É precisamente na encenação das peças de Ibsen que o método do encenador


naturalista revela-se de forma particularmente clara.

Uma obra dramática é feita de uma série de cenas. E cada uma dessa partes distintas é
analisada em detalhe. Essa análise detalhada é aprofundada pelo encenador, que decupa
o drama em minúsculas cenas. Depois, todas essas partes minuciosamente analisadas
são reunidas para fazer delas um todo.

Essa operação que reúne as partes para fazer delas um todo pertence à arte da
encenação, mas quando eu falo do trabalho analítico do encenador naturalista, não
penso no trabalho que funde em um único conjunto as criações do poeta, do ator, do
músico, do cenógrafo e do próprio encenador.

O célebre crítico do século XVIII, Pope (12), em seu poema didático Ensaio sobre a
crítica (1711), enumera as causas que impedem o crítico de chegar a julgamentos
precisos. Ele assinala, entre outras, o hábito de prestar excessiva atenção ao particular,
enquanto que o primeiro objetivo do crítico deveria ser o de colocar-se no ponto de vista
do próprio autor, a fim de, com um só olhar, abarcar a obra em sua totalidade.

Pode-se dizer o mesmo do encenador.

Pois o encenador naturalista, ao aprofundar sua análise decompondo a obra, deixa de


ver o conjunto.
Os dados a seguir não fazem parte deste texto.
/// One sample inside an AP55 batch.  Source order is preserved and the
/// per-sample timestamp is mandatory.
#[derive(Debug, Clone, PartialEq)]
pub struct WatchBatchSample {
    pub heart_rate: Option<i32>,
    pub blood_pressure: Option<WatchBp>,
    pub spo2: Option<i32>,
    pub body_temperature: Option<f64>,
    pub measured_at: DateTime<Utc>,
}

/// Watch batch upload (`iMEDE_watch/AP55`).
#[derive(Debug, Clone, PartialEq)]
pub struct WatchBatch {
    pub imei: String,
    pub samples: Vec<WatchBatchSample>,
}

/// Watch heartbeat (`iMEDE_watch/hb`): device status plus an optional
/// step counter.
#[derive(Debug, Clone, PartialEq)]
pub struct WatchStatus {
    pub imei: String,
    pub battery: Option<i32>,
    pub signal_gsm: Option<i32>,
    pub steps: Option<i64>,
    pub envelope_time: Option<DateTime<Utc>>,
}

/// Watch position report (`iMEDE_watch/location`).
#[derive(Debug, Clone, PartialEq)]
pub struct WatchLocation {
    pub imei: String,
    pub location: Option<Location>,
    pub envelope_time: Option<DateTime<Utc>>,
}

/// Watch sleep upload (`iMEDE_watch/sleepdata`); the map is opaque.
#[derive(Debug, Clone, PartialEq)]
pub struct WatchSleep {
    pub imei: String,
    pub data: serde_json::Map<String, serde_json::Value>,
    pub envelope_time: Option<DateTime<Utc>>,
}

/// Watch emergency (`iMEDE_watch/SOS`, `iMEDE_watch/fallDown`).
#[derive(Debug, Clone, PartialEq)]
pub struct WatchEmergency {
    pub imei: String,
    pub kind: EmergencyKind,
    pub location: Option<Location>,
    pub envelope_time: Option<DateTime<Utc>>,
}

/// Watch online trigger (`iMEDE_watch/onlineTrigger`): liveness only.
#[derive(Debug, Clone, PartialEq)]
pub struct WatchOnline {
    pub imei: String,
}

/// Hospital kiosk report (`CM4_BLE_GW_TX`).
#[derive(Debug, Clone, PartialEq)]
pub struct KioskObservation {
    pub kiosk_mac: String,
    pub citizen_id: String,
    pub attribute: String,
    pub vitals: VitalsFields,
    pub measured_at: Option<DateTime<Utc>>,
}

/// A decoded inbound payload, tagged by device family and topic role.
#[derive(Debug, Clone, PartialEq)]
pub enum Decoded {
    GatewayStatus(GatewayStatus),
    GatewayMedical(GatewayMedical),
    WatchVitals(WatchVitals),
    WatchBatch(WatchBatch),
    WatchStatus(WatchStatus),
    WatchLocation(WatchLocation),
    WatchSleep(WatchSleep),
    WatchEmergency(WatchEmergency),
    WatchOnline(WatchOnline),
    Kiosk(KioskObservation),
}

impl Decoded {
    /// The topic an encoded form of this payload is published on.
    pub fn topic(&self) -> &'static str {
        match self {
            Decoded::GatewayStatus(_) => topics::GATEWAY_STATUS,
            Decoded::GatewayMedical(_) => topics::GATEWAY_MEDICAL,
            Decoded::WatchVitals(_) => topics::WATCH_VITALS,
            Decoded::WatchBatch(_) => topics::WATCH_BATCH,
            Decoded::WatchStatus(_) => topics::WATCH_HEARTBEAT,
            Decoded::WatchLocation(_) => topics::WATCH_LOCATION,
            Decoded::WatchSleep(_) => topics::WATCH_SLEEP,
            Decoded::WatchEmergency(e) => match e.kind {
                EmergencyKind::Panic => topics::WATCH_SOS,
                EmergencyKind::Fall => topics::WATCH_FALL,
            },
            Decoded::WatchOnline(_) => topics::WATCH_ONLINE,
            Decoded::Kiosk(_) => topics::KIOSK,
        }
    }
}

// ---------------------------------------------------------------------------
// Raw envelope structs (wire-verbatim)
// ---------------------------------------------------------------------------

#[derive(Deserialize)]
struct RawGatewayEnvelope {
    time: Option<i64>,
    #[serde(rename = "deviceCode")]
    device_code: Option<String>,
    mac: Option<String>,
    data: Option<RawGatewayData>,
}

#[derive(Deserialize)]
struct RawGatewayData {
    attribute: Option<String>,
    mac: Option<String>,
    value: Option<RawGatewayValue>,
}

#[derive(Deserialize)]
struct RawGatewayValue {
    #[serde(default)]
    device_list: Vec<RawSubDeviceReading>,
}

#[derive(Deserialize)]
struct RawSubDeviceReading {
    ble_addr: Option<String>,
    scan_time: Option<i64>,
    #[serde(flatten)]
    vitals: VitalsFields,
}

#[derive(Deserialize)]
struct RawWatchVitals {
    #[serde(rename = "IMEI")]
    imei: Option<String>,
    #[serde(rename = "heartRate")]
    heart_rate: Option<i32>,
    #[serde(rename = "bloodPressure")]
    blood_pressure: Option<WatchBp>,
    #[serde(rename = "spO2")]
    spo2: Option<i32>,
    #[serde(rename = "bodyTemperature")]
    body_temperature: Option<f64>,
    battery: Option<i32>,
    #[serde(rename = "signalGSM")]
    signal_gsm: Option<i32>,
    step: Option<i64>,
    #[serde(rename = "timeStamps")]
    time_stamps: Option<String>,
}

#[derive(Deserialize)]
struct RawWatchBatch {
    #[serde(rename = "IMEI")]
    imei: Option<String>,
    num_datas: Option<usize>,
    #[serde(default)]
    data: Vec<RawWatchBatchSample>,
}
//! Per-step flow events.
//!
//! Each inbound message emits one `FlowEvent` per processing step it
//! reaches.  Emission is best-effort: a lost flow event never fails
//! persistence.  The event-log store flattens these into
//! `EventLogRecord`s with the emitting source and arrival time.

use crate::observation::DeviceFamily;
use chrono::{DateTime, Utc};
use serde::{Deserialize, Serialize};

/// The five pipeline steps, serialized with their step number so the
/// event log sorts naturally.
#[derive(Debug, Clone, Copy, PartialEq, Eq, Hash, Serialize, Deserialize)]
pub enum FlowStep {
    #[serde(rename = "1_received")]
    Received,
    #[serde(rename = "2_decoded")]
    Decoded,
    #[serde(rename = "3_resolved")]
    Resolved,
    #[serde(rename = "4_snapshot_updated")]
    SnapshotUpdated,
    #[serde(rename = "5_persisted")]
    Persisted,
}

impl FlowStep {
    pub fn as_str(self) -> &'static str {
        match self {
            FlowStep::Received => "1_received",
            FlowStep::Decoded => "2_decoded",
            FlowStep::Resolved => "3_resolved",
            FlowStep::SnapshotUpdated => "4_snapshot_updated",
            FlowStep::Persisted => "5_persisted",
        }
    }
}

#[derive(Debug, Clone, Copy, PartialEq, Eq, Hash, Serialize, Deserialize)]
#[serde(rename_all = "snake_case")]
pub enum FlowStatus {
    Success,
    Error,
    Info,
}

/// One processing-step record for one inbound message.
#[derive(Debug, Clone, PartialEq, Serialize, Deserialize)]
pub struct FlowEvent {
    pub step: FlowStep,
    pub status: FlowStatus,
    pub device_family: DeviceFamily,
    pub topic: String,
    pub timestamp: DateTime<Utc>,
    #[serde(default, skip_serializing_if = "Option::is_none")]
    pub patient_ref: Option<String>,
    #[serde(default, skip_serializing_if = "Option::is_none")]
    pub observation_ref: Option<String>,
    #[serde(default, skip_serializing_if = "Option::is_none")]
    pub error_kind: Option<String>,
    #[serde(default, skip_serializing_if = "Option::is_none")]
    pub error_message: Option<String>,
    #[serde(default, skip_serializing_if = "Option::is_none")]
    pub payload_excerpt: Option<String>,
}

impl FlowEvent {
    pub fn success(step: FlowStep, device_family: DeviceFamily, topic: impl Into<String>) -> Self {
        FlowEvent {
            step,
            status: FlowStatus::Success,
            device_family,
            topic: topic.into(),
            timestamp: Utc::now(),
            patient_ref: None,
            observation_ref: None,
            error_kind: None,
            error_message: None,
            payload_excerpt: None,
        }
    }

    pub fn info(step: FlowStep, device_family: DeviceFamily, topic: impl Into<String>) -> Self {
        FlowEvent {
            status: FlowStatus::Info,
            ..FlowEvent::success(step, device_family, topic)
        }
    }

    pub fn error(
        step: FlowStep,
        device_family: DeviceFamily,
        topic: impl Into<String>,
        error_kind: impl Into<String>,
        error_message: impl Into<String>,
    ) -> Self {
        FlowEvent {
            status: FlowStatus::Error,
            error_kind: Some(error_kind.into()),
            error_message: Some(error_message.into()),
            ..FlowEvent::success(step, device_family, topic)
        }
    }

    pub fn with_patient(mut self, patient_id: impl Into<String>) -> Self {
        self.patient_ref = Some(patient_id.into());
        self
    }

    pub fn with_observation(mut self, observation_id: impl Into<String>) -> Self {
        self.observation_ref = Some(observation_id.into());
        self
    }

    pub fn with_excerpt(mut self, payload: &[u8]) -> Self {
        self.payload_excerpt = Some(excerpt(payload));
        self
    }
}

/// Truncate a raw payload to a loggable UTF-8 excerpt.
pub fn excerpt(payload: &[u8]) -> String {
    const MAX: usize = 256;
    let text = String::from_utf8_lossy(payload);
    if text.len() <= MAX {
        text.into_owned()
    } else {
        let mut cut = MAX;
        while !text.is_char_boundary(cut) {
            cut -= 1;
        }
        format!("{}…", &text[..cut])
    }
}

// ---------------------------------------------------------------------------
// Event-log records
// ---------------------------------------------------------------------------

/// A flattened flow event as stored by the event-log store.
#[derive(Debug, Clone, PartialEq, Serialize, Deserialize)]
pub struct EventLogRecord {
    /// Which pipeline or monitor emitted the event.
    pub source: String,
    /// Arrival time at the log store (distinct from the event timestamp).
    pub server_timestamp: DateTime<Utc>,
    #[serde(flatten)]
    pub event: FlowEvent,
}

#[cfg(test)]
mod tests {
    use super::*;

    #[test]
    fn steps_serialize_with_numeric_prefix() {
        assert_eq!(
            serde_json::to_value(FlowStep::Received).unwrap(),
            "1_received"
        );
        assert_eq!(
            serde_json::to_value(FlowStep::SnapshotUpdated).unwrap(),
            "4_snapshot_updated"
        );
        assert_eq!(
            serde_json::to_value(FlowStep::Persisted).unwrap(),
            "5_persisted"
        );
        let back: FlowStep = serde_json::from_value("3_resolved".into()).unwrap();
        assert_eq!(back, FlowStep::Resolved);
    }

    #[test]
    fn error_event_carries_kind_and_message() {
        let event = FlowEvent::error(
            FlowStep::Decoded,
            DeviceFamily::Watch,
            "iMEDE_watch/AP55",
            "batch_count_mismatch",
            "num_datas=3 but 2 samples",
        );
        assert_eq!(event.status, FlowStatus::Error);
        assert_eq!(event.error_kind.as_deref(), Some("batch_count_mismatch"));
        let json = serde_json::to_value(&event).unwrap();
        assert_eq!(json["step"], "2_decoded");
        assert_eq!(json["status"], "error");
    }

    #[test]
    fn excerpt_truncates_long_payloads() {
        let short = excerpt(b"{\"ok\":true}");
        assert_eq!(short, "{\"ok\":true}");
        let long = excerpt(&vec![b'x'; 1000]);
        assert!(long.chars().count() <= 257);
        assert!(long.ends_with('…'));
    }

    #[test]
    fn event_log_record_flattens_the_event() {
        let record = EventLogRecord {
            source: "watch_pipeline".to_owned(),
            server_timestamp: Utc::now(),
            event: FlowEvent::success(FlowStep::Received, DeviceFamily::Watch, "iMEDE_watch/hb"),
        };
        let json = serde_json::to_value(&record).unwrap();
        assert_eq!(json["source"], "watch_pipeline");
        assert_eq!(json["step"], "1_received");
        assert_eq!(json["topic"], "iMEDE_watch/hb");
    }
}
Apaixonado por um trabalho de filigrana, pela realização de algumas
cenas que oferecem um material fecundo à sua imaginação criadora, que são uma mina
de "traços característicos", ele acaba por violar o equilíbrio, a harmonia do conjunto.

No teatro, o tempo (13) é muito precioso. Se uma cena que, na imaginação do autor,
deve ser muito rápida, dura mais tempo do que deveria, ela pesa como um fardo sobre a
cena seguinte, que é capital para o autor. E o espectador, cujo olhar permaneceu sobre
algo que deveria ser rapidamente esquecido, está fatigado quando vem a cena
importante. Assim, o encenador a enfatizou excessivamente. Na interpretação que o
encenador do Teatro de Arte deu ao terceiro ato de O Cerejal (14), pode-se observar
uma semelhante violação da harmonia do conjunto. Tchekhov deu um leitmotiv a esse
ato: o pressentimento que tem Ranevskaia da tempestade que ameaça (o cerejal). Todos
que a rodeiam levam uma vida absurda: satisfeitos, dançam ao som estridente e
monótono da orquestra judia e, como em um turbilhão de pesadelo, giram em uma
tediosa dança moderna, sem paixão, sem graça, sem alegria e mesmo sem prazer; eles
não sabem que a terra em que dançam está desmoronando sob seus pés. Somente
Ranevskaia pressente a Desgraça, a prevê; ela enlouquece e chega a paralisar por um
minuto essa roda adormecida, essa dança de pesadelo de marionetes em sua barraca de
feira. Em um lamento, incita os homens a cometer um crime, contanto que deixem de
ser esses "pequenos seres empertigados", uma vez que, através do crime, pode-se
ascender à santidade, enquanto na mediocridade, ao contrário, não se vai a parte
alguma, não se chega a nada. Eis portanto como surge a harmonia do ato: de um lado os
lamentos de Ranevskaia e seu pressentimento da Desgraça iminente (o princípio fatal do
novo drama místico de Tchekhov), e de outro a barraca de feira com os marionetes (não
é por acaso que Tchekhov faz Carlota dançar entre os pequenos burgueses vestidos com
o figurino favorito dos teatros de marionete - fraque negro e calças com losangos). Se
transpusermos isso em linguagem musical, teremos um dos momentos da sinfonia. Ela
compreende uma lânguida melodia fundamental - com variantes tonalidade pianissimo e
explosões forte (os sofrimentos de Ranevskaia) - e um fundo, o acompanhamento
dissonante, o rangido monótono da orquestra provincial que marca o ritmo da dança dos
cadáveres vivos (os pequeno-burgueses). Esta é a harmonia musical do ato. Assim, a
cena da prestidigitação é apenas um grito entre outros dessa estúpida dança, e sua
dissonância manifesta-se brutalmente. Isso faz com que ela deva estar fundida nas
cenas de dança, brilhar por um minuto e de novo desaparecer, tornando a perder-se por
entre as danças, que podem continuar a soar em acompanhamentos estúpidos, desde que
constituam apenas um fundo. (15)
Mas o encenador do Teatro de Arte mostrou como se pode destruir a harmonia desse
ato. Ele fez da cena de prestidigitação uma cena inteira, com todos os seus detalhes e
todos os seus truques, longa e complicada. Concentrando nela sua atenção, o espectador
perde de vista o leitmotiv do ato. E se no final do ato as melodias de fundo
permanecem na memória, o leitmotiv, enterrado pela encenação, extinguiu-se.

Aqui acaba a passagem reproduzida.